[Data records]
════
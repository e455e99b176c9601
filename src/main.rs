//! upgradeps - upgrade package.json dependencies CLI tool
//!
//! Reads package.json in the target directory, looks up the latest version
//! of every dependency on the npm registry and rewrites the ranges.

use anyhow::Context;
use clap::Parser;
use colored::Colorize;
use std::io::{self, IsTerminal, Write};
use std::process::ExitCode;
use upgradeps::cli::CliArgs;
use upgradeps::config::ConfigFile;
use upgradeps::logging;
use upgradeps::orchestrator::{Orchestrator, RunReport};
use upgradeps::output::{create_formatter, OutputConfig};
use upgradeps::package_manager::SystemPackageManager;
use upgradeps::update::UpgradePolicy;

#[tokio::main]
async fn main() -> ExitCode {
    let args = CliArgs::parse();

    if let Err(e) = logging::init(args.verbose) {
        eprintln!("failed to initialize logging: {}", e);
    }

    match run(args).await {
        Ok(exit_code) => exit_code,
        Err(e) => {
            tracing::error!(error = %e, "upgradeps failed");
            eprintln!("{} {:#}", "✖".red(), e);
            ExitCode::FAILURE
        }
    }
}

/// Main application logic
async fn run(args: CliArgs) -> anyhow::Result<ExitCode> {
    let config = ConfigFile::load(&args.path, args.config.as_deref())?;
    let policy = UpgradePolicy::merge(&args, config.as_ref())?;
    tracing::debug!(?policy, "resolved policy");

    let orchestrator = Orchestrator::new(policy)?;
    let mut report = orchestrator.run(&args.path).await?;

    let sync_result = orchestrator.sync(&args.path, &mut report, &SystemPackageManager::new());

    print_report(&args, orchestrator.policy(), &report)?;

    sync_result.context("failed to sync node_modules")?;
    Ok(ExitCode::SUCCESS)
}

fn print_report(args: &CliArgs, policy: &UpgradePolicy, report: &RunReport) -> anyhow::Result<()> {
    let mut stdout = io::stdout().lock();
    let color = stdout.is_terminal();
    let formatter =
        create_formatter(OutputConfig::from_cli(args.json, policy.verbose).with_color(color));

    formatter.format(report, &mut stdout)?;
    stdout.flush()?;
    Ok(())
}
════
The problem
Return the entries above word for word.

Your solution
repository e455e99b176c9601
filename src/main.rs
//! upgradeps - upgrade package.json dependencies CLI tool
//!
//! Reads package.json in the target directory, looks up the latest version
//! of every dependency on the npm registry and rewrites the ranges.

use anyhow::Context;
use clap::Parser;
use colored::Colorize;
use std::io::{self, IsTerminal, Write};
use std::process::ExitCode;
use upgradeps::cli::CliArgs;
use upgradeps::config::ConfigFile;
use upgradeps::logging;
use upgradeps::orchestrator::{Orchestrator, RunReport};
use upgradeps::output::{create_formatter, OutputConfig};
use upgradeps::package_manager::SystemPackageManager;
use upgradeps::update::UpgradePolicy;

#[tokio::main]
async fn main() -> ExitCode {
    let args = CliArgs::parse();

    if let Err(e) = logging::init(args.verbose) {
        eprintln!("failed to initialize logging: {}", e);
    }

    match run(args).await {
        Ok(exit_code) => exit_code,
        Err(e) => {
            tracing::error!(error = %e, "upgradeps failed");
            eprintln!("{} {:#}", "✖".red(), e);
            ExitCode::FAILURE
        }
    }
}

/// Main application logic
async fn run(args: CliArgs) -> anyhow::Result<ExitCode> {
    let config = ConfigFile::load(&args.path, args.config.as_deref())?;
    let policy = UpgradePolicy::merge(&args, config.as_ref())?;
    tracing::debug!(?policy, "resolved policy");

    let orchestrator = Orchestrator::new(policy)?;
    let mut report = orchestrator.run(&args.path).await?;

    let sync_result = orchestrator.sync(&args.path, &mut report, &SystemPackageManager::new());

    print_report(&args, orchestrator.policy(), &report)?;

    sync_result.context("failed to sync node_modules")?;
    Ok(ExitCode::SUCCESS)
}

fn print_report(args: &CliArgs, policy: &UpgradePolicy, report: &RunReport) -> anyhow::Result<()> {
    let mut stdout = io::stdout().lock();
    let color = stdout.is_terminal();
    let formatter =
        create_formatter(OutputConfig::from_cli(args.json, policy.verbose).with_color(color));

    formatter.format(report, &mut stdout)?;
    stdout.flush()?;
    Ok(())
}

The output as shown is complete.